Where Do Koalas Live?
The koala, scientifically known as Phascolarctos cinereus is one of the 270 species belonging to the family of marsupials. It is estimated that 200 species live in Australia and 70 live in America.
This animal is approximately 76 centimeters (30 in) in length and male koalas can weigh up to 14 kilos (30 lbs), but some smaller specimens have a weight ranging between 6 and 8 kilos (13 and 17 lbs).
If you would like to find out more about these small and endearing marsupials, this Animal Wised article reveals where koalas live.
Distribution of koalas
Excluding those living in captivity or zoological centers, there is a total of around 80,000 koalas living in the wild which can be found in Australia. Here, this marsupial has grown to become an emblem of the nation.
They can be found mainly in South Australia, New South Wales, Queensland and Victoria, though the progressive destruction of their natural habitat has caused slight changes in their distribution. These changes cannot be significant because the koala is unable to travel long distances.
The San Diego zoo is currently the zoo with the most Koalas in the world, having around 20 koalas living there.
A koala's habitat
A koala's habitat is very important for this species, as the population of koalas can only be increased if they are in a suitable habitat. This habitat must meet the main requirement of being in the presence of eucalyptus trees, given that their leaves are constitute as the majority of a koala's diet.
Obviously the presence of eucalyptus trees is conditioned by other factors such as soil substrate and frequency of rainfall.
Koalas are arboreal animals, meaning they live in trees, where they doze for around 20 hours a day, even more than sloths. Koalas only leave trees for small journeys, as they do not feel comfortable walking on all fours on the floor.
They are excellent climbers and sway to move from one branch to another. As the weather is very changeable in the forests of Australia, koalas may occupy several places in different trees throughout the day, either in search of sun or shade as well as for sheltering from the wind and cold.

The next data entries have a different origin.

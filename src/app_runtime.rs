use tauri::RunEvent;

use crate::{
    app_helpers, app_lifecycle, append_desktop_log, append_shutdown_log, append_startup_log,
    menu_handler, startup_config::StartupConfig, window_actions, AppContext,
};

pub(crate) fn run() {
    append_startup_log("desktop process starting");
    append_startup_log(&format!(
        "desktop log path: {}",
        app_helpers::current_desktop_log_path().display()
    ));

    let config = StartupConfig::resolve(append_startup_log);
    append_startup_log(&format!(
        "startup config resolved: build_mode={} platform={:?} root_dir={}",
        config.build_mode.as_str(),
        config.platform,
        config
            .root_dir
            .as_deref()
            .map(|root| root.display().to_string())
            .unwrap_or_else(|| "<none>".to_string())
    ));

    tauri::Builder::default()
        .plugin(tauri_plugin_single_instance::init(|app_handle, _args, _cwd| {
            append_desktop_log("second instance launched, focusing main window");
            window_actions::focus_main_window(app_handle, append_desktop_log);
        }))
        .plugin(tauri_plugin_dialog::init())
        .manage(AppContext::new(config))
        .invoke_handler(tauri::generate_handler![
            crate::desktop_bridge_commands::desktop_bridge_is_desktop_runtime,
            crate::desktop_bridge_commands::desktop_bridge_get_session_state,
            crate::desktop_bridge_commands::desktop_bridge_get_recording_environment,
            crate::desktop_bridge_commands::desktop_bridge_complete_login,
            crate::desktop_bridge_commands::desktop_bridge_open_upload_window,
            crate::desktop_bridge_commands::desktop_bridge_select_pdf,
        ])
        .on_menu_event(|app_handle, event| {
            menu_handler::handle_app_menu_event(app_handle, event.id().as_ref())
        })
        .setup(|app| {
            app_lifecycle::start(app.handle(), append_startup_log)?;
            Ok(())
        })
        .build(tauri::generate_context!())
        .expect("error while building tauri application")
        .run(|_app_handle, event| {
            if let RunEvent::Exit = event {
                append_shutdown_log("desktop process exited");
            }
        });
}
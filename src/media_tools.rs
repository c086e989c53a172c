use std::{
    env,
    ffi::OsStr,
    path::{Path, PathBuf},
};

use tauri::{AppHandle, Manager};

use crate::FFMPEG_PATH_ENV;

const FFMPEG_EXECUTABLE: &str = if cfg!(target_os = "windows") {
    "ffmpeg.exe"
} else {
    "ffmpeg"
};

#[derive(Debug)]
pub(crate) struct MediaToolsState {
    pub(crate) ffmpeg_path: Option<PathBuf>,
}

pub(crate) fn resolve_ffmpeg_path(
    path_override: Option<&str>,
    search_path: Option<&OsStr>,
) -> Option<PathBuf> {
    if let Some(path) = path_override.map(str::trim).filter(|path| !path.is_empty()) {
        let path = PathBuf::from(path);
        return path.is_file().then_some(path);
    }

    env::split_paths(search_path?)
        .map(|dir| dir.join(FFMPEG_EXECUTABLE))
        .find(|candidate| candidate.is_file())
}

fn describe_ffmpeg_path(path: Option<&Path>) -> String {
    path.map(|path| path.display().to_string())
        .unwrap_or_else(|| "not found".to_string())
}

/// Locates FFmpeg for the recording pipeline. A missing binary is not fatal.
pub(crate) fn init<F>(app_handle: &AppHandle, log: F) -> Result<(), String>
where
    F: Fn(&str),
{
    let path_override = env::var(FFMPEG_PATH_ENV).ok();
    let search_path = env::var_os("PATH");
    let ffmpeg_path = resolve_ffmpeg_path(path_override.as_deref(), search_path.as_deref());

    if path_override.is_some() && ffmpeg_path.is_none() {
        log(&format!(
            "{FFMPEG_PATH_ENV} does not point to an existing file: {}",
            path_override.as_deref().unwrap_or_default()
        ));
    }
    log(&format!(
        "ffmpeg executable: {}",
        describe_ffmpeg_path(ffmpeg_path.as_deref())
    ));

    if !app_handle.manage(MediaToolsState { ffmpeg_path }) {
        log("media tools state already exists, skipping manage");
    }
    Ok(())
}

#[cfg(test)]
mod tests {
    use std::fs;

    use super::*;

    #[test]
    fn resolve_ffmpeg_path_finds_executable_on_search_path() {
        let empty_dir = tempfile::tempdir().expect("create empty dir");
        let tools_dir = tempfile::tempdir().expect("create tools dir");
        let ffmpeg = tools_dir.path().join(FFMPEG_EXECUTABLE);
        fs::write(&ffmpeg, b"").expect("write fake ffmpeg");

        let search_path =
            env::join_paths([empty_dir.path(), tools_dir.path()]).expect("join paths");
        assert_eq!(
            resolve_ffmpeg_path(None, Some(search_path.as_os_str())),
            Some(ffmpeg)
        );
    }

    #[test]
    fn resolve_ffmpeg_path_prefers_override_and_rejects_missing_file() {
        let tools_dir = tempfile::tempdir().expect("create tools dir");
        let custom = tools_dir.path().join("custom-ffmpeg");
        fs::write(&custom, b"").expect("write fake ffmpeg");
        let override_path = custom.to_string_lossy().to_string();

        assert_eq!(resolve_ffmpeg_path(Some(override_path.as_str()), None), Some(custom));

        let missing = tools_dir.path().join("missing").to_string_lossy().to_string();
        let search_path = tools_dir.path().as_os_str();
        assert_eq!(resolve_ffmpeg_path(Some(missing.as_str()), Some(search_path)), None);
    }

    #[test]
    fn resolve_ffmpeg_path_returns_none_without_search_path() {
        assert_eq!(resolve_ffmpeg_path(None, None), None);
        assert_eq!(resolve_ffmpeg_path(Some("  "), None), None);
    }
}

Koalas in danger of extinction
In 1994 it was determined that only koalas who lived in New South Wales and South Australia were in serious danger of extinction since these populations were endangered. However, this situation has worsened and now koala populations in Queensland are also considered threatened.
Unfortunately approximately 4,000 koalas die each year at the hands of men. The destruction of their habitat has also increased the presence of these small marsupials in urban areas.
Although the koala is an easy animal to maintain in captivity, nothing is more appropriate than for them to live completely freely in their natural habitat. This in itself poses many difficulties, so it is important to become aware of their situation and stop the destruction of this species.